渡したいものがある7

私はどうしようもなくなって、クラス違いの親友を呼び出した。

「びっくりしたよー授業中にメールくるんだもん」

ケラケラ笑いながら待ち合わせ場所にやってきてくれた。そして話すきっかけをつくってくれる。

「それで?何があったんですか?」

「私赤也と喧嘩して口聞いてくれなくなっちゃった」

どうしたら良いかなと聞くとちよはすごく間抜けな顔をしていた。

「え、そのために呼ばれたの?」

「ちよ!私本気で悩んでるの!」

「いや〜私はてっきり丸井と付き合ってる報告をくれるのかと思ってにニヤニヤしながら来たのに」

「え、彼女いたんだ!誰とブン太が付き合ってるの?」

私は話がすり変わったのにも気がつかず、本気で驚いた。
ブン太にとって女性は美味しい物をくれる存在で、餌を求めて数々の家を気ままにまわっている猫ならぬ犬だと思っていたのに。

「その彼女があんたでしょ!なにとぼけてんのよ」
すっごい噂になってるし丸井は別に否定してなかったよ。彼女はとんでもない事を口にした。

「知らなかった、そんな噂あったんだね」

でも思いの外のほほんと答えた私に、ちよはなんだ違うのかとあっさり話を終わらせた。

「それで話戻るけど切原がどうしたって?」

「あ!そう赤也が無視して全然話せないんだよどうしたら良いのかな」

「うーん、なんで切原と喧嘩したの?」

私はちよにこれまでの経緯を話した。

「なんとなくわかったけどこればっかりは私はどうしようもないな。
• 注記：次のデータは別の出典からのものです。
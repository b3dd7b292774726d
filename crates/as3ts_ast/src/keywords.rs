//! Reserved and contextual words of the source language.

/// Words that can never be used as plain identifiers.
const RESERVED: &[&str] = &[
    "as", "break", "case", "catch", "class", "const", "continue", "default", "delete", "do",
    "else", "extends", "false", "finally", "for", "function", "if", "implements", "import",
    "in", "instanceof", "interface", "internal", "is", "new", "null", "package", "private",
    "protected", "public", "return", "super", "switch", "this", "throw", "true", "try",
    "typeof", "use", "var", "void", "while", "with",
];

/// Words with a special meaning only in some positions.
const CONTEXTUAL: &[&str] = &[
    "each", "get", "set", "namespace", "include", "dynamic", "final", "native", "override",
    "static", "virtual",
];

/// Whether `text` is a reserved word.
pub fn is_reserved(text: &str) -> bool {
    RESERVED.contains(&text)
}

/// Whether `text` is a contextual keyword.
pub fn is_contextual(text: &str) -> bool {
    CONTEXTUAL.contains(&text)
}

/// Whether the emitter must pass `text` through without scope lookup.
pub fn is_keyword(text: &str) -> bool {
    is_reserved(text) || text == "undefined"
}
//! Tokens produced by the scanner.

use crate::char_codes::{is_digit, is_identifier_start};

/// A scanned token. The text borrows the source; `end` is derived.
#[derive(Debug, Clone, Copy, PartialEq, Eq)]
pub struct Token<'a> {
    pub text: &'a str,
    pub start: usize,
    pub is_numeric: bool,
    pub is_xml: bool,
}

impl<'a> Token<'a> {
    pub fn new(text: &'a str, start: usize) -> Self {
        Self {
            text,
            start,
            is_numeric: false,
            is_xml: false,
        }
    }

    pub fn numeric(text: &'a str, start: usize) -> Self {
        Self {
            is_numeric: true,
            ..Self::new(text, start)
        }
    }

    pub fn xml(text: &'a str, start: usize) -> Self {
        Self {
            is_xml: true,
            ..Self::new(text, start)
        }
    }

    /// End offset (exclusive).
    #[inline]
    pub fn end(&self) -> usize {
        self.start + self.text.len()
    }

    /// Whether the token text equals `text`.
    #[inline]
    pub fn is(&self, text: &str) -> bool {
        self.text == text
    }

    /// The end-of-file token has empty text.
    #[inline]
    pub fn is_eof(&self) -> bool {
        self.text.is_empty()
    }

    pub fn is_newline(&self) -> bool {
        self.text.starts_with('\n') || self.text.starts_with('\r')
    }

    pub fn is_comment(&self) -> bool {
        self.text.starts_with("//") || self.text.starts_with("/*")
    }

    /// A `/** ... */` documentation comment.
    pub fn is_doc_comment(&self) -> bool {
        self.text.starts_with("/**") && self.text != "/**/"
    }

    pub fn is_string(&self) -> bool {
        self.text.starts_with('"') || self.text.starts_with('\'')
    }

    /// Whether this token is shaped like an identifier (keywords included).
    pub fn is_identifier_like(&self) -> bool {
        !self.is_numeric
            && self
                .text
                .chars()
                .next()
                .map_or(false, |c| is_identifier_start(c) && !is_digit(c))
    }
}

#[cfg(test)]
mod tests {
    use super::*;

    #[test]
    fn test_token_classification() {
        let t = Token::new("foo", 3);
        assert_eq!(t.end(), 6);
        assert!(t.is_identifier_like());
        assert!(!Token::numeric("42", 0).is_identifier_like());
        assert!(Token::new("/** doc */", 0).is_doc_comment());
        assert!(!Token::new("/**/", 0).is_doc_comment());
        assert!(Token::new("\r\n", 0).is_newline());
        assert!(Token::new("", 10).is_eof());
    }
}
泣き落としてみたら?」

「めんどくさそうに答えないでよ」

「あーそうそう。丸井との噂もちろん切原も知ってるよ」

「そうなの!?どうしようちよ!!!」

「なんで?さっきは全然気にしてなかったじゃん」

「それは……」

「ま、あとは自分の気持ちを真っ直ぐにぶつけるだけじゃない?」


それから私は黙りこんで、その間ちよは何をするでもなく、ずっとそばにいてくれた。どのくらい時間がたったかわからないくらいそこでじっとしていた、私の気持ちがかたまるまで。


「ちよ」

「うん?」

「ありがとう」

「どういたしまして」
ちよはこの一言だけでわかってくれた。
さすが付き合い長いだけある。スッキリした顔をした私を見て頑張りなよ、とニヤリ笑った。

赤也には一言じゃわかってもらえないだろう。だから私はバレンタインデーに託す。